__RECORDED DATA__.
========
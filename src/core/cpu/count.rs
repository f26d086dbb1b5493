// SPDX-License-Identifier: Apache-2.0
// Copyright 2025 itsakeyfut
//
// Licensed under the Apache License, Version 2.0 (the "License");
// you may not use this file except in compliance with the License.
// You may obtain a copy of the License at
//
//     http://www.apache.org/licenses/LICENSE-2.0
//
// Unless required by applicable law or agreed to in writing, software
// distributed under the License is distributed on an "AS IS" BASIS,
// WITHOUT WARRANTIES OR CONDITIONS OF ANY KIND, either express or implied.
// See the License for the specific language governing permissions and
// limitations under the License.

//! CP0 Count/Compare timer
//!
//! Count runs at the virtual clock's 100 MHz counter rate. It is stored as
//! a base value: the live count is `cp0.count + ticks(now)` unless
//! Cause.DC has stopped it, in which case `cp0.count` is the value itself.
//! A [`LocalTimer`](crate::core::timing::LocalTimer) is armed for the next
//! Count == Compare match and polled by the machine.

use super::{cause, intctl, Cpu, IsaFlags};
use crate::core::timing::{compare_deadline, ticks_at, Nanoseconds};

impl Cpu {
    fn count_stopped(&self) -> bool {
        self.cp0.cause & cause::DC != 0
    }

    /// Interrupt line driven by the timer (IntCtl.IPTI)
    fn timer_pin(&self) -> usize {
        ((self.cp0.intctl >> intctl::IPTI_SHIFT) & 0x7) as usize
    }

    pub(in crate::core::cpu) fn is_r2(&self) -> bool {
        self.model.isa.contains(IsaFlags::MIPS32R2)
    }

    /// Re-arm the timer for the next Count == Compare match
    fn count_timer_update(&mut self) {
        let now = self.clock.now_ns();
        let (deadline, _) = compare_deadline(now, self.cp0.compare, self.cp0.count);
        self.count_timer.modify(deadline);
    }

    /// Compare match: schedule the next one and raise the timer interrupt
    fn count_timer_expire(&mut self) {
        self.count_timer_update();
        if self.is_r2() {
            self.cp0.cause |= cause::TI;
        }
        let pin = self.timer_pin();
        log::debug!("CPU{}: Count/Compare match, raising IP{}", self.index, pin);
        self.lines.borrow_mut().set_timer_level(self.index, pin, true);
    }

    /// Timer expiry
    ///
    /// The count is biased by one while rescheduling so the match that just
    /// happened is not found again immediately.
    fn count_timer_callback(&mut self) {
        if self.count_stopped() {
            return;
        }
        self.cp0.count = self.cp0.count.wrapping_add(1);
        self.count_timer_expire();
        self.cp0.count = self.cp0.count.wrapping_sub(1);
    }

    /// Current Count value
    pub fn read_count(&mut self) -> u32 {
        if self.count_stopped() {
            return self.cp0.count;
        }

        let now = self.clock.now_ns();
        if self.count_timer.take_expired(now) {
            self.count_timer_callback();
        }
        self.cp0.count.wrapping_add(ticks_at(now))
    }

    /// Set Count
    pub fn store_count(&mut self, value: u32) {
        if self.count_stopped() {
            self.cp0.count = value;
        } else {
            self.cp0.count = value.wrapping_sub(self.clock.ticks());
            self.count_timer_update();
        }
    }

    /// Set Compare, acknowledging the timer interrupt
    pub fn store_compare(&mut self, value: u32) {
        self.cp0.compare = value;
        if !self.count_stopped() {
            self.count_timer_update();
        }
        if self.is_r2() {
            self.cp0.cause &= !cause::TI;
        }
        let pin = self.timer_pin();
        self.lines.borrow_mut().set_timer_level(self.index, pin, false);
    }

    /// Restart a stopped counter from its frozen value
    pub fn start_count(&mut self) {
        self.store_count(self.cp0.count);
    }

    /// Freeze the counter at its current value
    pub fn stop_count(&mut self) {
        self.cp0.count = self.cp0.count.wrapping_add(self.clock.ticks());
        self.count_timer.delete();
    }

    /// Deadline of the next Count == Compare match, if armed
    pub fn count_deadline(&self) -> Option<Nanoseconds> {
        self.count_timer.deadline()
    }

    /// Fire the Count/Compare timer if it is due
    ///
    /// Returns whether it fired.
    pub fn poll_count_timer(&mut self) -> bool {
        let now = self.clock.now_ns();
        if self.count_timer.take_expired(now) {
            self.count_timer_callback();
            true
        } else {
            false
        }
    }
}
// SPDX-License-Identifier: Apache-2.0
// Copyright 2025 itsakeyfut
//
// Licensed under the Apache License, Version 2.0 (the "License");
// you may not use this file except in compliance with the License.
// You may obtain a copy of the License at
//
//     http://www.apache.org/licenses/LICENSE-2.0
//
// Unless required by applicable law or agreed to in writing, software
// distributed under the License is distributed on an "AS IS" BASIS,
// WITHOUT WARRANTIES OR CONDITIONS OF ANY KIND, either express or implied.
// See the License for the specific language governing permissions and
// limitations under the License.

//! Shared counter and per-VPE compare timers

use super::registers::*;
use super::Gic;
use crate::core::timing::{compare_deadline, ticks_at, Nanoseconds};

impl Gic {
    #[inline]
    fn counter_stopped(&self) -> bool {
        self.sh_config & GIC_SH_CONFIG_COUNTSTOP_MSK != 0
    }

    /// Current value of the shared counter
    ///
    /// While the counter runs, any local timer whose deadline has already
    /// passed is fired first, so compare state observed after this call is
    /// never behind the counter value returned.
    pub fn get_shared_count(&mut self) -> u32 {
        if self.counter_stopped() {
            return self.sh_counterlo;
        }

        let now = self.clock.now_ns();
        for vp in 0..self.num_cpu {
            if self.vps[vp].timer.take_expired(now) {
                self.fire_vpe_timer(vp);
            }
        }
        self.sh_counterlo.wrapping_add(ticks_at(now))
    }

    /// Set the shared counter to `count`
    ///
    /// A running counter is rebased against the clock and every local timer
    /// is rescheduled for the new count.
    pub fn store_shared_count(&mut self, count: u32) {
        if self.counter_stopped() {
            self.sh_counterlo = count;
        } else {
            self.sh_counterlo = count.wrapping_sub(self.clock.ticks());
            for vp in 0..self.num_cpu {
                self.vpe_timer_update(vp);
            }
        }
    }

    /// Program COMPARE_LO of VPE `vp`
    ///
    /// Acknowledges the local compare interrupt and lowers its pin unless
    /// another source still holds it.
    pub fn store_vpe_compare(&mut self, vp: usize, compare: u64) {
        self.vps[vp].comparelo = compare as u32;
        self.vpe_timer_update(vp);

        self.vps[vp].pend &= !GIC_VPE_MASK_CMP_MSK;
        let compare_map = self.vps[vp].compare_map;
        if compare_map & GIC_MAP_TO_PIN_MSK != 0 {
            self.set_vp_irq(vp, compare_map & GIC_MAP_MSK, false);
        }
    }

    /// Reschedule the local timer of `vp` for its next compare match
    ///
    /// Returns the number of counter ticks until the match. A stopped
    /// counter never reaches the compare value, so the timer is disarmed.
    fn vpe_timer_update(&mut self, vp: usize) -> u32 {
        if self.counter_stopped() {
            self.vps[vp].timer.delete();
            return 0;
        }

        let now = self.clock.now_ns();
        let (next, wait) = compare_deadline(now, self.vps[vp].comparelo, self.sh_counterlo);

        log::trace!(
            "GIC timer scheduled, now = {:#x}, next = {:#x} (wait = {})",
            now,
            next,
            wait
        );

        self.vps[vp].timer.modify(next);
        wait
    }

    fn vpe_timer_expire(&mut self, vp: usize) {
        let pin = self.vps[vp].compare_map & GIC_MAP_MSK;
        log::debug!("GIC timer expire => VPE[{}] irq {}", vp, pin);

        self.vpe_timer_update(vp);
        self.vps[vp].pend |= GIC_VPE_MASK_CMP_MSK;

        if self.vps[vp].compare_asserted() {
            if self.vps[vp].compare_map & GIC_MAP_TO_PIN_MSK != 0 {
                self.set_vp_irq(vp, pin, true);
            } else {
                log::debug!("GIC VPE[{}] compare interrupt disabled", vp);
            }
        } else {
            log::debug!("GIC VPE[{}] compare interrupt masked off", vp);
        }
    }

    /// Expiry callback of the local timer of `vp`
    ///
    /// The counter is bumped across the expiry so that the reschedule
    /// computed inside it lands one full wrap ahead instead of now.
    pub(crate) fn fire_vpe_timer(&mut self, vp: usize) {
        self.sh_counterlo = self.sh_counterlo.wrapping_add(1);
        self.vpe_timer_expire(vp);
        self.sh_counterlo = self.sh_counterlo.wrapping_sub(1);
    }

    fn start_count(&mut self) {
        log::debug!("GIC shared counter started at {:#x}", self.sh_counterlo);
        self.store_shared_count(self.sh_counterlo);
    }

    fn stop_count(&mut self) {
        self.sh_counterlo = self.sh_counterlo.wrapping_add(self.clock.ticks());
        for vp in self.vps.iter_mut() {
            vp.timer.delete();
        }
        log::debug!("GIC shared counter stopped at {:#x}", self.sh_counterlo);
    }

    /// Apply a write to SH_CONFIG; only COUNTSTOP is writable
    pub(super) fn write_sh_config(&mut self, data: u64) {
        let pre = self.sh_config;
        self.sh_config = (self.sh_config & !GIC_SH_CONFIG_COUNTSTOP_MSK)
            | (data as u32 & GIC_SH_CONFIG_COUNTSTOP_MSK);

        if pre != self.sh_config {
            if self.counter_stopped() {
                self.stop_count();
            } else {
                self.start_count();
            }
        }
    }

    /// Fire every local timer that is due at the current time
    ///
    /// Returns the number of timers fired.
    pub fn poll_timers(&mut self) -> usize {
        let now = self.clock.now_ns();
        let mut fired = 0;
        for vp in 0..self.num_cpu {
            if self.vps[vp].timer.take_expired(now) {
                self.fire_vpe_timer(vp);
                fired += 1;
            }
        }
        fired
    }

    /// Earliest armed local timer deadline
    pub fn next_deadline(&self) -> Option<Nanoseconds> {
        self.vps.iter().filter_map(|vp| vp.timer.deadline()).min()
    }
}
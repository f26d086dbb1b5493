// SPDX-License-Identifier: Apache-2.0
// Copyright 2025 itsakeyfut
//
// Licensed under the Apache License, Version 2.0 (the "License");
// you may not use this file except in compliance with the License.
// You may obtain a copy of the License at
//
//     http://www.apache.org/licenses/LICENSE-2.0
//
// Unless required by applicable law or agreed to in writing, software
// distributed under the License is distributed on an "AS IS" BASIS,
// WITHOUT WARRANTIES OR CONDITIONS OF ANY KIND, either express or implied.
// See the License for the specific language governing permissions and
// limitations under the License.

//! Exception entry and return, interrupt enable and WAIT

use super::super::{cause, sext32, status, Cpu, HFlags};
use super::EXCP_TLB_NOMATCH;
use crate::core::error::{CpuResult, Exception, ExceptionKind};

/// Boot exception vector base used while Status.BEV is set
const BEV_VECTOR_BASE: u32 = 0xBFC0_0200;

/// Value LLAddr takes when an exception return breaks an LL/SC sequence
const LLADDR_INVALID: u64 = 1;

impl Cpu {
    /// Enter the exception handler for `exception`
    ///
    /// Called by the dispatch loop with the error an instruction helper
    /// returned. EPC and Cause.BD are only updated when EXL was clear, so a
    /// nested exception keeps the original return address.
    ///
    /// # Vector offsets
    ///
    /// | Exception                        | Offset |
    /// |----------------------------------|--------|
    /// | TLB refill, EXL clear            | 0x000  |
    /// | 64-bit TLB refill, EXL clear     | 0x080  |
    /// | Interrupt with Cause.IV          | 0x200  |
    /// | Everything else                  | 0x180  |
    pub fn deliver_exception(&mut self, exception: Exception) {
        let Some(code) = exception.kind.code() else {
            return;
        };
        let exl = self.cp0.status & status::EXL != 0;

        let offset = match exception.kind {
            ExceptionKind::TlbLoad | ExceptionKind::TlbStore
                if exception.error_code == EXCP_TLB_NOMATCH && !exl =>
            {
                if self.xtlb_refill() {
                    0x080
                } else {
                    0x000
                }
            }
            ExceptionKind::Interrupt if self.cp0.cause & cause::IV != 0 => 0x200,
            _ => 0x180,
        };

        if !exl {
            let step = if self.hflags.contains(HFlags::M16) { 2 } else { 4 };
            if self.in_branch_delay {
                self.cp0.epc = self.active_tc.pc.wrapping_sub(step);
                self.cp0.cause |= cause::BD;
            } else {
                self.cp0.epc = self.active_tc.pc;
                self.cp0.cause &= !cause::BD;
            }
            self.cp0.status |= status::EXL;
        }

        self.cp0.cause = (self.cp0.cause & !cause::EXC_CODE_MASK) | (code << cause::EXC_CODE_SHIFT);
        if exception.kind == ExceptionKind::CoprocessorUnusable {
            self.cp0.cause = (self.cp0.cause & !cause::CE_MASK)
                | (((exception.error_code as u32) << cause::CE_SHIFT) & cause::CE_MASK);
        }

        let base = if self.cp0.status & status::BEV != 0 {
            sext32(BEV_VECTOR_BASE)
        } else {
            sext32(self.cp0.ebase & !0x3FF)
        };
        self.active_tc.pc = base.wrapping_add(offset);
        self.hflags.remove(HFlags::M16);
        self.in_branch_delay = false;
        self.compute_hflags();

        log::debug!(
            "CPU{}: {:?} exception (code {}), EPC=0x{:016X} -> 0x{:016X}",
            self.index,
            exception.kind,
            code,
            self.cp0.epc,
            self.active_tc.pc
        );
    }

    /// Whether a refill for BadVAddr uses the 64-bit XTLB refill vector
    fn xtlb_refill(&self) -> bool {
        if !self.model.is_64bit() {
            return false;
        }
        let sr = self.cp0.status;
        match self.cp0.badvaddr >> 62 {
            0 => sr & status::UX != 0,
            1 => sr & status::SX != 0,
            3 => sr & status::KX != 0,
            _ => false,
        }
    }

    /// ERET: return from an exception (ERL first, then EXL)
    ///
    /// Also breaks any LL/SC sequence in progress.
    pub fn eret(&mut self) -> CpuResult<()> {
        self.check_cp0()?;
        if self.cp0.status & status::ERL != 0 {
            self.set_pc(self.cp0.error_epc);
            self.cp0.status &= !status::ERL;
        } else {
            self.set_pc(self.cp0.epc);
            self.cp0.status &= !status::EXL;
        }
        self.compute_hflags();
        self.lladdr = LLADDR_INVALID;
        log::trace!("CPU{}: ERET to 0x{:016X}", self.index, self.active_tc.pc);
        Ok(())
    }

    /// DERET: return from debug mode
    pub fn deret(&mut self) -> CpuResult<()> {
        self.check_cp0()?;
        self.set_pc(self.cp0.depc);
        self.hflags.remove(HFlags::DM);
        self.compute_hflags();
        self.lladdr = LLADDR_INVALID;
        log::trace!("CPU{}: DERET to 0x{:016X}", self.index, self.active_tc.pc);
        Ok(())
    }

    /// DI: clear Status.IE, returning the previous Status
    pub fn di(&mut self) -> CpuResult<u64> {
        self.check_cp0()?;
        let old = self.cp0.status;
        self.cp0.status = old & !status::IE;
        self.compute_hflags();
        Ok(sext32(old))
    }

    /// EI: set Status.IE, returning the previous Status
    pub fn ei(&mut self) -> CpuResult<u64> {
        self.check_cp0()?;
        let old = self.cp0.status;
        self.cp0.status = old | status::IE;
        self.compute_hflags();
        Ok(sext32(old))
    }

    /// WAIT: halt until an interrupt arrives
    ///
    /// Always returns the `Halt` pseudo-exception so the dispatch loop
    /// stops running this CPU.
    pub fn wait(&mut self) -> CpuResult<()> {
        self.halted = true;
        self.wake_requested = false;
        log::debug!("CPU{}: WAIT", self.index);
        Err(Exception::new(ExceptionKind::Halt))
    }

    /// RDHWR: read a hardware register
    ///
    /// | Reg | Value      |
    /// |-----|------------|
    /// | 0   | CPUNum     |
    /// | 1   | SYNCI_Step |
    /// | 2   | CC (Count) |
    /// | 3   | CCRes      |
    ///
    /// Accessible from kernel mode (CP0 usable) or when enabled in HWREna.
    pub fn rdhwr(&mut self, reg: u32) -> CpuResult<u64> {
        let allowed = reg < 4
            && (self.hflags.contains(HFlags::CP0) || self.cp0.hwrena & (1 << reg) != 0);
        if !allowed {
            return Err(Exception::new(ExceptionKind::ReservedInstruction));
        }

        let value = match reg {
            0 => self.cp0.ebase & 0x3FF,
            1 => self.model.synci_step,
            2 => self.read_count(),
            _ => self.model.ccres,
        };
        Ok(sext32(value))
    }
}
========
__YOUR INSTRUCTIONS__.
From the data above, copy out every line with the string "comparelo" in it.

__YOUR RESPONSE__.
        self.vps[vp].comparelo = compare as u32;
        let (next, wait) = compare_deadline(now, self.vps[vp].comparelo, self.sh_counterlo);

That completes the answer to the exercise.